[November 8, 2007 @ 12:01 pm] David Catron

A central issue in the debate over health care reform is spending. The consensus seems to be that the steady increases we have seen in health care expenditures as a percentage of GDP are symptomatic of a dysfunctional delivery system badly in need of repair.

Not everyone endorses this gloomy perspective, however. In a recent article in the Quarterly Journal of Economics, Robert E. Hall and Charles I. Jones argue that, as our incomes grow, it makes perfect sense to invest more money in good health and longer life:

Is the growth of health spending a rational response to changing economic conditions—notably the growth of income per person?
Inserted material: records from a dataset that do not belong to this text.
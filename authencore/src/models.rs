// Copyright Amazon.com, Inc. or its affiliates. All Rights Reserved.
// SPDX-License-Identifier: MIT-0

use std::fmt;
use std::time::Duration;

use chrono::{DateTime, Utc};
use serde::{Deserialize, Serialize};
use zeroize::ZeroizeOnDrop;

use crate::constants::CREDENTIAL_PROCESS_VERSION;
use crate::errors::AppError;

/// Temporary credentials issued by the role-alias endpoint.
///
/// Field names follow the endpoint's camelCase wire format, which is also the
/// shape persisted in the cache file.
#[derive(Clone, PartialEq, Eq, Serialize, Deserialize, ZeroizeOnDrop)]
#[serde(rename_all = "camelCase")]
pub struct CredentialRecord {
    pub access_key_id: String,
    pub secret_access_key: String,
    pub session_token: String,
    /// RFC 3339 timestamp, kept verbatim as received.
    pub expiration: String,
}

// Custom Debug implementation to prevent accidental logging of sensitive data
impl fmt::Debug for CredentialRecord {
    fn fmt(&self, f: &mut fmt::Formatter<'_>) -> fmt::Result {
        f.debug_struct("CredentialRecord")
            .field("access_key_id", &"[REDACTED]")
            .field("secret_access_key", &"[REDACTED]")
            .field("session_token", &"[REDACTED]")
            .field("expiration", &self.expiration)
            .finish()
    }
}

impl CredentialRecord {
    /// Parses the `expiration` field as an RFC 3339 timestamp.
    pub fn expires_at(&self) -> Result<DateTime<Utc>, AppError> {
        DateTime::parse_from_rfc3339(&self.expiration)
            .map(|ts| ts.with_timezone(&Utc))
            .map_err(|err| {
                AppError::ValidationError(format!(
                    "invalid expiration {:?} (must be RFC 3339): {err}",
                    self.expiration
                ))
            })
    }

    /// Checks that every field is populated and the expiration parses.
    pub fn validate(&self) -> Result<(), AppError> {
        let missing: Vec<&str> = [
            ("AccessKeyId", &self.access_key_id),
            ("SecretAccessKey", &self.secret_access_key),
            ("SessionToken", &self.session_token),
            ("Expiration", &self.expiration),
        ]
        .into_iter()
        .filter(|(_, value)| value.trim().is_empty())
        .map(|(name, _)| name)
        .collect();

        if !missing.is_empty() {
            return Err(AppError::ValidationError(format!(
                "credentials missing {}",
                missing.join(", ")
            )));
        }

        self.expires_at().map(|_| ())
    }
}

/// Response body of `GET /role-aliases/{role}/credentials`.
#[derive(Debug, Clone, Serialize, Deserialize)]
pub struct CredentialsEnvelope {
    pub credentials: CredentialRecord,
}

/// On-disk cache representation.
///
/// A placeholder entry (seeded on the first read) carries neither
/// `credentials` nor `expiration` and is never usable.
#[derive(Debug, Clone, PartialEq, Serialize, Deserialize)]
pub struct CacheEntry {
    #[serde(default, skip_serializing_if = "Option::is_none")]
    pub credentials: Option<CredentialRecord>,
    #[serde(default, skip_serializing_if = "Option::is_none")]
    pub expiration: Option<DateTime<Utc>>,
    pub cache_created_at: DateTime<Utc>,
    pub session_duration: u64,
}

impl CacheEntry {
    pub fn placeholder(created_at: DateTime<Utc>, session_duration: u64) -> Self {
        Self {
            credentials: None,
            expiration: None,
            cache_created_at: created_at,
            session_duration,
        }
    }

    /// Builds an entry for `record`, rejecting an unparseable expiration.
    pub fn new(
        record: &CredentialRecord,
        created_at: DateTime<Utc>,
        session_duration: u64,
    ) -> Result<Self, AppError> {
        let expiration = record.expires_at()?;
        Ok(Self {
            credentials: Some(record.clone()),
            expiration: Some(expiration),
            cache_created_at: created_at,
            session_duration,
        })
    }
}

/// Document written to standard output for a credential-process caller.
#[derive(Serialize, ZeroizeOnDrop)]
pub struct CredentialProcessOutput {
    #[serde(rename = "Version")]
    pub version: u8,

    #[serde(rename = "AccessKeyId")]
    pub access_key_id: String,

    #[serde(rename = "SecretAccessKey")]
    pub secret_access_key: String,

    #[serde(rename = "SessionToken")]
    pub session_token: String,

    #[serde(rename = "Expiration")]
    pub expiration: String,
}

impl fmt::Debug for CredentialProcessOutput {
    fn fmt(&self, f: &mut fmt::Formatter<'_>) -> fmt::Result {
        f.debug_struct("CredentialProcessOutput")
            .field("version", &self.version)
            .field("access_key_id", &"[REDACTED]")
            .field("secret_access_key", &"[REDACTED]")
            .field("session_token", &"[REDACTED]")
            .field("expiration", &self.expiration)
            .finish()
    }
}

impl From<&CredentialRecord> for CredentialProcessOutput {
    fn from(record: &CredentialRecord) -> Self {
        Self {
            version: CREDENTIAL_PROCESS_VERSION,
            access_key_id: record.access_key_id.clone(),
            secret_access_key: record.secret_access_key.clone(),
            session_token: record.session_token.clone(),
            expiration: record.expiration.clone(),
        }
    }
}

/// One iteration of the retrieval loop. Not persisted.
#[derive(Debug, Clone, PartialEq)]
pub struct RetrievalAttempt {
    /// 1-indexed.
    pub attempt: u32,
    pub error: Option<AppError>,
    /// Sleep applied before the next attempt, if one follows.
    pub delay: Option<Duration>,
}
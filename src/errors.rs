#[derive(Debug, thiserror::Error)]
pub enum ConsentError {
    /// The persistence layer could not be read or written (disabled storage,
    /// quota, I/O failure). Treated as "no decision", never surfaced.
    #[error("Storage unavailable: {0}")]
    StorageUnavailable(String),

    /// The persisted preference blob exists but could not be parsed. Treated
    /// identically to [`ConsentError::StorageUnavailable`].
    #[error("Stored preferences could not be parsed: {0}")]
    ParseFailure(String),
}
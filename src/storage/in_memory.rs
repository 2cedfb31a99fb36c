use crate::storage::area::StorageArea;
use anyhow::Result;
use std::collections::HashMap;
use std::sync::Mutex;

/// In‑memory key/value storage (no persistence). Used as a default when the
/// embedder defines no persistent storage.
#[derive(Default)]
pub struct InMemoryStorageArea {
    map: Mutex<HashMap<String, String>>,
}

impl InMemoryStorageArea {
    pub fn new() -> Self {
        Self::default()
    }
}

impl StorageArea for InMemoryStorageArea {
    fn get_item(&self, key: &str) -> Option<String> {
        self.map.lock().ok()?.get(key).cloned()
    }

    fn set_item(&self, key: &str, value: &str) -> Result<()> {
        self.map
            .lock()
            .map_err(|e| anyhow::anyhow!("storage lock poisoned: {e}"))?
            .insert(key.to_string(), value.to_string());
        Ok(())
    }

    fn remove_item(&self, key: &str) -> Result<()> {
        self.map
            .lock()
            .map_err(|e| anyhow::anyhow!("storage lock poisoned: {e}"))?
            .remove(key);
        Ok(())
    }

    fn clear(&self) -> Result<()> {
        self.map
            .lock()
            .map_err(|e| anyhow::anyhow!("storage lock poisoned: {e}"))?
            .clear();
        Ok(())
    }

    fn len(&self) -> usize {
        self.map.lock().map(|m| m.len()).unwrap_or(0)
    }

    fn keys(&self) -> Vec<String> {
        let mut v: Vec<String> = self
            .map
            .lock()
            .map(|m| m.keys().cloned().collect())
            .unwrap_or_default();
        v.sort_unstable(); // stable order for deterministic tests
        v
    }
}

#[cfg(test)]
mod tests {
    use super::*;

    #[test]
    fn overwrite_and_remove() {
        let area = InMemoryStorageArea::new();
        area.set_item("k", "v").unwrap();
        area.set_item("k", "w").unwrap();
        assert_eq!(area.get_item("k").as_deref(), Some("w"));
        assert_eq!(area.len(), 1);

        area.remove_item("k").unwrap();
        assert!(area.get_item("k").is_none());
        // removing again is a no-op
        area.remove_item("k").unwrap();
    }

    #[test]
    fn keys_are_sorted() {
        let area = InMemoryStorageArea::new();
        area.set_item("b", "2").unwrap();
        area.set_item("a", "1").unwrap();
        area.set_item("c", "3").unwrap();
        assert_eq!(area.keys(), vec!["a", "b", "c"]);
    }
}
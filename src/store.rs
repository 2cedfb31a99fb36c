//! Preference persistence service.
//!
//! [`PreferenceStore`] exclusively owns the persisted decision record: the
//! serialized decision blob plus a separate "decision exists" marker. The
//! marker is what distinguishes "never decided" from an explicit decline —
//! both look like "no preferences set" otherwise.
//!
//! On every save the decision is additionally mirrored into two signal
//! cookies, because the tag-manager runtime reads cookies rather than the
//! persistence layer; the two must never diverge.
//!
//! All writes are best-effort. Consent capture must never throw and block
//! the page, so storage and cookie failures are logged and swallowed.

use crate::config::ConsentConfig;
use crate::cookies::{Cookie, CookieJar, CookieJarHandle};
use crate::errors::ConsentError;
use crate::prefs::ConsentDecision;
use crate::signals::Signal;
use crate::storage::{StorageArea, StorageAreaHandle};
use std::sync::Arc;

pub struct PreferenceStore {
    area: StorageAreaHandle,
    jar: CookieJarHandle,
    config: Arc<ConsentConfig>,
}

impl PreferenceStore {
    pub fn new(area: StorageAreaHandle, jar: CookieJarHandle, config: Arc<ConsentConfig>) -> Self {
        Self { area, jar, config }
    }

    /// Reads the persisted decision. `None` means "not set": no marker, no
    /// readable storage, or an unparseable blob. Callers must treat `None`
    /// as deny-by-default, not as an explicit decline.
    pub fn load(&self) -> Option<ConsentDecision> {
        match self.load_decision() {
            Ok(decision) => Some(decision),
            Err(e) => {
                log::debug!("no usable consent decision: {e}");
                None
            }
        }
    }

    fn load_decision(&self) -> Result<ConsentDecision, ConsentError> {
        let marker = self
            .area
            .get_item(&self.config.set_marker_key)
            .ok_or_else(|| ConsentError::StorageUnavailable("decision marker absent".into()))?;
        if marker != self.config.set_marker_value {
            return Err(ConsentError::StorageUnavailable(format!(
                "unexpected marker value {marker:?}"
            )));
        }

        let blob = self
            .area
            .get_item(&self.config.prefs_key)
            .ok_or_else(|| ConsentError::StorageUnavailable("preference blob absent".into()))?;

        serde_json::from_str(&blob).map_err(|e| ConsentError::ParseFailure(e.to_string()))
    }

    /// Persists `decision` and mirrors both categories into signal cookies.
    /// Best-effort: failures are swallowed so capture never blocks the page.
    pub fn save(&self, decision: ConsentDecision) {
        match serde_json::to_string(&decision) {
            Ok(blob) => {
                if let Err(e) = self.area.set_item(&self.config.prefs_key, &blob) {
                    log::warn!("failed to persist consent preferences: {e}");
                }
                if let Err(e) = self
                    .area
                    .set_item(&self.config.set_marker_key, &self.config.set_marker_value)
                {
                    log::warn!("failed to persist consent marker: {e}");
                }
            }
            Err(e) => log::warn!("failed to serialize consent preferences: {e}"),
        }

        self.set_signal_cookie(&self.config.marketing_cookie, decision.marketing);
        self.set_signal_cookie(&self.config.statistics_cookie, decision.statistics);
    }

    /// Deletes both mirror cookies by writing already-expired replacements.
    /// Used when revoking consent outside the normal `save` path.
    pub fn clear_signal_cookies(&self) {
        self.write_cookie(Cookie::expired(&self.config.marketing_cookie));
        self.write_cookie(Cookie::expired(&self.config.statistics_cookie));
    }

    fn set_signal_cookie(&self, name: &str, granted: bool) {
        let signal = if granted { Signal::Granted } else { Signal::Denied };
        let cfg = &self.config.cookie;

        let mut cookie = Cookie::expiring(name, &signal.to_string(), cfg.max_age_days);
        cookie.path = Some(cfg.path.clone());
        cookie.same_site = Some(cfg.same_site.clone());
        cookie.secure = cfg.secure;

        self.write_cookie(cookie);
    }

    fn write_cookie(&self, cookie: Cookie) {
        match self.jar.write() {
            Ok(mut jar) => jar.set_cookie(cookie),
            Err(e) => log::warn!("failed to write signal cookie: {e}"),
        }
    }
}
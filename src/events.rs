//! Consent notification events and the shared event queue.
//!
//! Every applied decision appends one structured `consent_update` event to a
//! process-wide queue (the tag-manager data layer on a real page). The core
//! only appends; consumers either poll a snapshot or subscribe for pushes.

use crate::prefs::{ConsentDecision, DecisionSource};
use crate::signals::SignalChannels;
use serde::{Deserialize, Serialize};
use std::sync::{Arc, Mutex};
use tokio::sync::broadcast;

/// Buffered events per subscriber before lagging kicks in.
const DEFAULT_CHANNEL_CAPACITY: usize = 64;

/// A handle for receiving consent event notifications.
pub type Subscription = broadcast::Receiver<ConsentEvent>;

/// A handle to the shared event queue.
pub type EventQueueHandle = Arc<EventQueue>;

/// Category flags as exposed to event consumers. `essential` is always true;
/// it exists in the schema because consumers expect the full category set.
#[derive(Debug, Clone, Copy, PartialEq, Eq, Serialize, Deserialize)]
pub struct ConsentCategories {
    pub essential: bool,
    pub statistics: bool,
    pub marketing: bool,
}

/// The structured notification appended on every applied decision.
#[derive(Debug, Clone, PartialEq, Serialize, Deserialize)]
pub struct ConsentEvent {
    /// Event discriminator, always `"consent_update"`.
    pub event: String,
    pub consent_categories: ConsentCategories,
    pub consent_mode: SignalChannels,
    pub consent_source: DecisionSource,
}

impl ConsentEvent {
    pub fn update(
        decision: ConsentDecision,
        channels: SignalChannels,
        source: DecisionSource,
    ) -> Self {
        Self {
            event: "consent_update".to_string(),
            consent_categories: ConsentCategories {
                essential: true,
                statistics: decision.statistics,
                marketing: decision.marketing,
            },
            consent_mode: channels,
            consent_source: source,
        }
    }
}

/// Append-only, process-wide event queue.
///
/// Single-writer from the page's event loop; appends are also published on a
/// broadcast channel for push consumers. Publishing to zero receivers is
/// fine and ignored.
pub struct EventQueue {
    events: Mutex<Vec<ConsentEvent>>,
    tx: broadcast::Sender<ConsentEvent>,
}

impl Default for EventQueue {
    fn default() -> Self {
        let (tx, _rx) = broadcast::channel(DEFAULT_CHANNEL_CAPACITY);
        Self {
            events: Mutex::new(Vec::new()),
            tx,
        }
    }
}

impl EventQueue {
    pub fn new() -> Self {
        Self::default()
    }

    /// Appends an event and notifies subscribers.
    pub fn push(&self, ev: ConsentEvent) {
        if let Ok(mut events) = self.events.lock() {
            events.push(ev.clone());
        }
        // send() fails only when there are 0 receivers; nobody listening is fine.
        let _ = self.tx.send(ev);
    }

    /// A copy of all events appended so far, in order.
    pub fn snapshot(&self) -> Vec<ConsentEvent> {
        self.events.lock().map(|e| e.clone()).unwrap_or_default()
    }

    pub fn len(&self) -> usize {
        self.events.lock().map(|e| e.len()).unwrap_or(0)
    }

    pub fn is_empty(&self) -> bool {
        self.len() == 0
    }

    pub fn subscribe(&self) -> Subscription {
        self.tx.subscribe()
    }
}

#[cfg(test)]
mod tests {
    use super::*;
    use crate::signals::translate;

    fn ev(statistics: bool, marketing: bool, source: DecisionSource) -> ConsentEvent {
        let d = ConsentDecision { statistics, marketing };
        ConsentEvent::update(d, translate(d), source)
    }

    #[test]
    fn queue_appends_in_order() {
        let queue = EventQueue::new();
        assert!(queue.is_empty());

        queue.push(ev(false, false, DecisionSource::DeclineAll));
        queue.push(ev(true, true, DecisionSource::AcceptAll));

        let events = queue.snapshot();
        assert_eq!(events.len(), 2);
        assert_eq!(events[0].consent_source, DecisionSource::DeclineAll);
        assert_eq!(events[1].consent_source, DecisionSource::AcceptAll);
    }

    #[test]
    fn push_without_subscribers_does_not_fail() {
        let queue = EventQueue::new();
        queue.push(ev(true, false, DecisionSource::Restore));
        assert_eq!(queue.len(), 1);
    }

    #[tokio::test]
    async fn subscribers_receive_pushed_events() {
        let queue = EventQueue::new();
        let mut sub = queue.subscribe();

        queue.push(ev(false, true, DecisionSource::AcceptSelection));

        let received = sub.recv().await.unwrap();
        assert_eq!(received.consent_source, DecisionSource::AcceptSelection);
        assert!(received.consent_categories.marketing);
    }

    #[test]
    fn event_json_matches_data_layer_schema() {
        let e = ev(true, false, DecisionSource::AcceptSelection);
        let json = serde_json::to_value(&e).unwrap();

        assert_eq!(json["event"], "consent_update");
        assert_eq!(json["consent_categories"]["essential"], true);
        assert_eq!(json["consent_categories"]["statistics"], true);
        assert_eq!(json["consent_categories"]["marketing"], false);
        assert_eq!(json["consent_mode"]["analytics_storage"], "granted");
        assert_eq!(json["consent_mode"]["ad_storage"], "denied");
        assert_eq!(json["consent_source"], "accept_selection");
    }

    #[test]
    fn essential_category_is_always_true() {
        let e = ev(false, false, DecisionSource::DeclineAll);
        assert!(e.consent_categories.essential);
    }
}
We develop a model based on standard economic assumptions and argue that this is indeed the case.

Unfortunately, being economists, these guys use a good bit of impenetrable jargon:

Standard preferences—of the kind used widely in economics to study consumption, asset pricing, and labor supply—imply that health spending is a superior good with an income elasticity well above one.

Huh? All they’re saying here is that health care is a species of luxury good. Thus, as our disposable income increases, we choose to devote more of it to health care. And, Lefty agitprop notwithstanding, we’re getting our money’s worth.

Over the past half century, Americans spent a rising share of total economic resources on health and enjoyed substantially longer lives as a result.